**Task to carry out**
Repeat the whole listing, keeping every word and every line intact.

==== Excerpted records ====

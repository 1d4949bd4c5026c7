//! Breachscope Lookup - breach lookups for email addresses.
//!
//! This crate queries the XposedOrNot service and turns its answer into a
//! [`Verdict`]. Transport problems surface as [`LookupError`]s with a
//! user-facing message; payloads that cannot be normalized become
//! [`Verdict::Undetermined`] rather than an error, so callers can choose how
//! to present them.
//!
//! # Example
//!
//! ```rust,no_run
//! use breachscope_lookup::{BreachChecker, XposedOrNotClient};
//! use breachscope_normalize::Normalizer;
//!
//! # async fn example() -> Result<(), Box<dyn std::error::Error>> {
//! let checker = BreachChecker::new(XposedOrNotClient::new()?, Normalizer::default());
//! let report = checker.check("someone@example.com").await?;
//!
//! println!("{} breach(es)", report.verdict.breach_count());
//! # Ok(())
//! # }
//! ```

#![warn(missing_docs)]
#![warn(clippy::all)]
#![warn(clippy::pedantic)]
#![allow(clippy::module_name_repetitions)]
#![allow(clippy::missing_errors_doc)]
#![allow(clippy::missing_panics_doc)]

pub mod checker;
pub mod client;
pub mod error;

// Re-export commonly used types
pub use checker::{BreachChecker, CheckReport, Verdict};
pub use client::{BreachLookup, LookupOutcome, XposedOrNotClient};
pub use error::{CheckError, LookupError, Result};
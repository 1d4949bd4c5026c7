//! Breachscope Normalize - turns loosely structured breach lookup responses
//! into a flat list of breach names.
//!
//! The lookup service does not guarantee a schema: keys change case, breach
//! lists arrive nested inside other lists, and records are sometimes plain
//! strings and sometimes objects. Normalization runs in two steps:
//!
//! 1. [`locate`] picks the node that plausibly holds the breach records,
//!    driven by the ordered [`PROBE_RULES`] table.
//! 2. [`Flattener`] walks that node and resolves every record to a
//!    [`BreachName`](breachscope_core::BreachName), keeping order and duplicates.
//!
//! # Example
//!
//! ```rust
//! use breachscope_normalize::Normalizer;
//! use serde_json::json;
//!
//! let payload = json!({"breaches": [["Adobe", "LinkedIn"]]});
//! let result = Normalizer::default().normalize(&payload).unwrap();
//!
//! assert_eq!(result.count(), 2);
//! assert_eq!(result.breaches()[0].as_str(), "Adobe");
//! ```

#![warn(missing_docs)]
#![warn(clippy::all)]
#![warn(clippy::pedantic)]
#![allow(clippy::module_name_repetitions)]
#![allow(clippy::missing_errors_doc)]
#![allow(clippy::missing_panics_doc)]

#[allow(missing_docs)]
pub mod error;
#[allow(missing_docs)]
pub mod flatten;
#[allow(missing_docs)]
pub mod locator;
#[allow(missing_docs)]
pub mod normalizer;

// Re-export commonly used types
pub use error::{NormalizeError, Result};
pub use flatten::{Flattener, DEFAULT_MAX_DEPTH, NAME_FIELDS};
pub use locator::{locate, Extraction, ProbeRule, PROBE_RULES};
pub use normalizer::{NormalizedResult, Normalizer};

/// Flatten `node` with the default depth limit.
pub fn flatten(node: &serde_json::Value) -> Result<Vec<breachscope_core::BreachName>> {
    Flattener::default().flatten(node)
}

====

**Exercise result**
repository 1d4949bd4c5026c7
//! Breachscope Lookup - breach lookups for email addresses.
//!
//! This crate queries the XposedOrNot service and turns its answer into a
//! [`Verdict`]. Transport problems surface as [`LookupError`]s with a
//! user-facing message; payloads that cannot be normalized become
//! [`Verdict::Undetermined`] rather than an error, so callers can choose how
//! to present them.
//!
//! # Example
//!
//! ```rust,no_run
//! use breachscope_lookup::{BreachChecker, XposedOrNotClient};
//! use breachscope_normalize::Normalizer;
//!
//! # async fn example() -> Result<(), Box<dyn std::error::Error>> {
//! let checker = BreachChecker::new(XposedOrNotClient::new()?, Normalizer::default());
//! let report = checker.check("someone@example.com").await?;
//!
//! println!("{} breach(es)", report.verdict.breach_count());
//! # Ok(())
//! # }
//! ```

#![warn(missing_docs)]
#![warn(clippy::all)]
#![warn(clippy::pedantic)]
#![allow(clippy::module_name_repetitions)]
#![allow(clippy::missing_errors_doc)]
#![allow(clippy::missing_panics_doc)]

pub mod checker;
pub mod client;
pub mod error;

// Re-export commonly used types
pub use checker::{BreachChecker, CheckReport, Verdict};
pub use client::{BreachLookup, LookupOutcome, XposedOrNotClient};
pub use error::{CheckError, LookupError, Result};
repository 1d4949bd4c5026c7
//! Breachscope Normalize - turns loosely structured breach lookup responses
//! into a flat list of breach names.
//!
//! The lookup service does not guarantee a schema: keys change case, breach
//! lists arrive nested inside other lists, and records are sometimes plain
//! strings and sometimes objects. Normalization runs in two steps:
//!
//! 1. [`locate`] picks the node that plausibly holds the breach records,
//!    driven by the ordered [`PROBE_RULES`] table.
//! 2. [`Flattener`] walks that node and resolves every record to a
//!    [`BreachName`](breachscope_core::BreachName), keeping order and duplicates.
//!
//! # Example
//!
//! ```rust
//! use breachscope_normalize::Normalizer;
//! use serde_json::json;
//!
//! let payload = json!({"breaches": [["Adobe", "LinkedIn"]]});
//! let result = Normalizer::default().normalize(&payload).unwrap();
//!
//! assert_eq!(result.count(), 2);
//! assert_eq!(result.breaches()[0].as_str(), "Adobe");
//! ```

#![warn(missing_docs)]
#![warn(clippy::all)]
#![warn(clippy::pedantic)]
#![allow(clippy::module_name_repetitions)]
#![allow(clippy::missing_errors_doc)]
#![allow(clippy::missing_panics_doc)]

#[allow(missing_docs)]
pub mod error;
#[allow(missing_docs)]
pub mod flatten;
#[allow(missing_docs)]
pub mod locator;
#[allow(missing_docs)]
pub mod normalizer;

// Re-export commonly used types
pub use error::{NormalizeError, Result};
pub use flatten::{Flattener, DEFAULT_MAX_DEPTH, NAME_FIELDS};
pub use locator::{locate, Extraction, ProbeRule, PROBE_RULES};
pub use normalizer::{NormalizedResult, Normalizer};

/// Flatten `node` with the default depth limit.
pub fn flatten(node: &serde_json::Value) -> Result<Vec<breachscope_core::BreachName>> {
    Flattener::default().flatten(node)
}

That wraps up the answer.